» **What is expected**:
Which lines below hold the word "current"? Copy all of them.

» **Data records**:
★ ★ ★ ★
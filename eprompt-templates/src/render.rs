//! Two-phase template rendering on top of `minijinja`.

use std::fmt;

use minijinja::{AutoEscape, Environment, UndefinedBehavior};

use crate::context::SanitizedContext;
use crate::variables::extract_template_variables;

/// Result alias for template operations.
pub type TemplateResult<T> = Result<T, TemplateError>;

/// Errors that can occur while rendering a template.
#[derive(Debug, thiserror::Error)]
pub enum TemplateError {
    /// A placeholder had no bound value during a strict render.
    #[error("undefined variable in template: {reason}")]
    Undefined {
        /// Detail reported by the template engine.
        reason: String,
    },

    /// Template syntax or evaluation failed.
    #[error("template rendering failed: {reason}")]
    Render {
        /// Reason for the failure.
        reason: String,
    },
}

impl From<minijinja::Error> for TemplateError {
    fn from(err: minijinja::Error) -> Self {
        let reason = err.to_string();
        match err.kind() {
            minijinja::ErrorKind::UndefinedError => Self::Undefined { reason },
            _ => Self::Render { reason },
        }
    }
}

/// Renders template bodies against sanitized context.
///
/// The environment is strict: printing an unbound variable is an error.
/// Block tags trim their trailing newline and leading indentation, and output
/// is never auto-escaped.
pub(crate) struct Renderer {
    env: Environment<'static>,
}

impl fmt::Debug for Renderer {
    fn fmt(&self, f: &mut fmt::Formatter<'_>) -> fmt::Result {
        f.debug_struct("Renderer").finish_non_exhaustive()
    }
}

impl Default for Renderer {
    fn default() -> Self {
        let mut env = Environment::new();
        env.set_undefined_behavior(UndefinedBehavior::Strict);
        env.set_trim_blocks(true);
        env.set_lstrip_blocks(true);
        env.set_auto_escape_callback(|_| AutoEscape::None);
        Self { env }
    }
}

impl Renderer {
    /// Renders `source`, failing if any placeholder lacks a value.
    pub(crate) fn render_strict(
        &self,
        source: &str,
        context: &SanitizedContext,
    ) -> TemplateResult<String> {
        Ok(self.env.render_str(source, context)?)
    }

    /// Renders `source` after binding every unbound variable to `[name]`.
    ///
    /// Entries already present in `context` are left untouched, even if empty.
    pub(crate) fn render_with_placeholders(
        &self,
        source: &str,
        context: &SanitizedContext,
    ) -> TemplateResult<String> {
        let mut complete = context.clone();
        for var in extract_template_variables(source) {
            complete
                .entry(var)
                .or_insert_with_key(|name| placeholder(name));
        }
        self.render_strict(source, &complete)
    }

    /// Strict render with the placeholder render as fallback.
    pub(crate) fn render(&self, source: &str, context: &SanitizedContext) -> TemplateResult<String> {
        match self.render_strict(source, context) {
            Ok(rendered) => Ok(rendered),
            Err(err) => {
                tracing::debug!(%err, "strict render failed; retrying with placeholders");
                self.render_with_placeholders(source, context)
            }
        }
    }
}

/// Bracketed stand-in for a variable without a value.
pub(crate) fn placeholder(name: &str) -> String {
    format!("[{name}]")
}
★ ★ ★ ★
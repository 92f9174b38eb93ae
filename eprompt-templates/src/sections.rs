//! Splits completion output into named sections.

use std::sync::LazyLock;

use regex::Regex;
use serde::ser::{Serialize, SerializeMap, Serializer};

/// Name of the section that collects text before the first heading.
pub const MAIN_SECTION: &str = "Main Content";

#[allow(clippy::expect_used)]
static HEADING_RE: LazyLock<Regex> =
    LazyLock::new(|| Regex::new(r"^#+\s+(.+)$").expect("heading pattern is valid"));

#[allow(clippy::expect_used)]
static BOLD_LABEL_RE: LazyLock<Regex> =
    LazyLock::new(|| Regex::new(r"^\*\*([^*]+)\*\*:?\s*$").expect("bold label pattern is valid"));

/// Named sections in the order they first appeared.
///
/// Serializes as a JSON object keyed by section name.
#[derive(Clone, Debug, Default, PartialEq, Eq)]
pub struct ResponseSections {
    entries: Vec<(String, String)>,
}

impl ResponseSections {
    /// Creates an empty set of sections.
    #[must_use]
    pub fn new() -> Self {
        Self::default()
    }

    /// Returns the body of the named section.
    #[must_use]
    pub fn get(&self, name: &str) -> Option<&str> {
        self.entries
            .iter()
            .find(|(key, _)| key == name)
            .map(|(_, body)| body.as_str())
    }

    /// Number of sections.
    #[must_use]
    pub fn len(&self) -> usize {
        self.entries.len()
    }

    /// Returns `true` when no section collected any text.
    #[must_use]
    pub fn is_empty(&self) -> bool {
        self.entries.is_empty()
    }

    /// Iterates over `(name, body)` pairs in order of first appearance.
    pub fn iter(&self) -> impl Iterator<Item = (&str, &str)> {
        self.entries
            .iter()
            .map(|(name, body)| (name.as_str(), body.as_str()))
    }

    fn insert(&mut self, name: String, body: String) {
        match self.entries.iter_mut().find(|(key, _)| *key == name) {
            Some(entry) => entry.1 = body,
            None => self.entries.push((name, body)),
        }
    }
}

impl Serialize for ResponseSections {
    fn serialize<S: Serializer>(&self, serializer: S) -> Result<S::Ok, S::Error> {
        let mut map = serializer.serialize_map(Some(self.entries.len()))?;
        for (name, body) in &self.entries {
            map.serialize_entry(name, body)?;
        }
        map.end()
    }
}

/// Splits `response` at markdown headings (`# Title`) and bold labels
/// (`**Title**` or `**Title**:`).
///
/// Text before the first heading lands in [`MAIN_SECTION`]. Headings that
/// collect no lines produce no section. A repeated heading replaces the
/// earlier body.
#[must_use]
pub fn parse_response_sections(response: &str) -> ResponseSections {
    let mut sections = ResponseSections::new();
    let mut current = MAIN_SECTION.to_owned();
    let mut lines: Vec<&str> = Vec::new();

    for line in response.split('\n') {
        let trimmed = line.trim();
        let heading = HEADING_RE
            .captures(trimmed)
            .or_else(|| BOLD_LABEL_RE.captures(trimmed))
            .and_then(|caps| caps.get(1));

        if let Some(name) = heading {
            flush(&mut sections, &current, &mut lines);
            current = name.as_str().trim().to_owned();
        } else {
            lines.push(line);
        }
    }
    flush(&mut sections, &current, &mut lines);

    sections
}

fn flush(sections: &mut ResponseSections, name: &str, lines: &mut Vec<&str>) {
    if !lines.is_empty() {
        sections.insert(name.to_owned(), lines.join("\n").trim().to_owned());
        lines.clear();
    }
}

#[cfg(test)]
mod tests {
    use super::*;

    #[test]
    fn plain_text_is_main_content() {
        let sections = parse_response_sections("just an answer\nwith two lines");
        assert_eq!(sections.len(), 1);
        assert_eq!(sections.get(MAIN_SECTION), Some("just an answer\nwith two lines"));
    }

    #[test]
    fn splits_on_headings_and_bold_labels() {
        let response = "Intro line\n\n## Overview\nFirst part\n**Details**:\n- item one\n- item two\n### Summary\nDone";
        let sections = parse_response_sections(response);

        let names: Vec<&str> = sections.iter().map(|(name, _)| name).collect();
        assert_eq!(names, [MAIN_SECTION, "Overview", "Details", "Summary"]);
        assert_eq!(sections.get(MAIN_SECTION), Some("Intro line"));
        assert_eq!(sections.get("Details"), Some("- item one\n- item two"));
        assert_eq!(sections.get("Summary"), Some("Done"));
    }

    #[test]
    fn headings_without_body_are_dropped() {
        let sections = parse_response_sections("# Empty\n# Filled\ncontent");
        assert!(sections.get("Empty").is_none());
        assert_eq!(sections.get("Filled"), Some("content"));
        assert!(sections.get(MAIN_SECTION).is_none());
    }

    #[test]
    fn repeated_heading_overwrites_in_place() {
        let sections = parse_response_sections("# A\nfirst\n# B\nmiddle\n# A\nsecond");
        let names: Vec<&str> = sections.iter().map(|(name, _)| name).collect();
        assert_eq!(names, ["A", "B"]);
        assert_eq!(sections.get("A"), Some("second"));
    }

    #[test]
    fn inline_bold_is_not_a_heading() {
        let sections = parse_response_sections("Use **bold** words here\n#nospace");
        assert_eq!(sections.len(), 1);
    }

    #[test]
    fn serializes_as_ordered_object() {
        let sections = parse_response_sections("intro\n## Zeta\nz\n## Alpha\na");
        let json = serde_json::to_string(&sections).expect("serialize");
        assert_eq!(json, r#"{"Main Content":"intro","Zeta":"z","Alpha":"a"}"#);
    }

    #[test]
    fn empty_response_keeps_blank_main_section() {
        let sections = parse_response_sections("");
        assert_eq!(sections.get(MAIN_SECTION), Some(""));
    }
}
★ ★ ★ ★
» **Reply**:
    let mut current = MAIN_SECTION.to_owned();
            flush(&mut sections, &current, &mut lines);
            current = name.as_str().trim().to_owned();
    flush(&mut sections, &current, &mut lines);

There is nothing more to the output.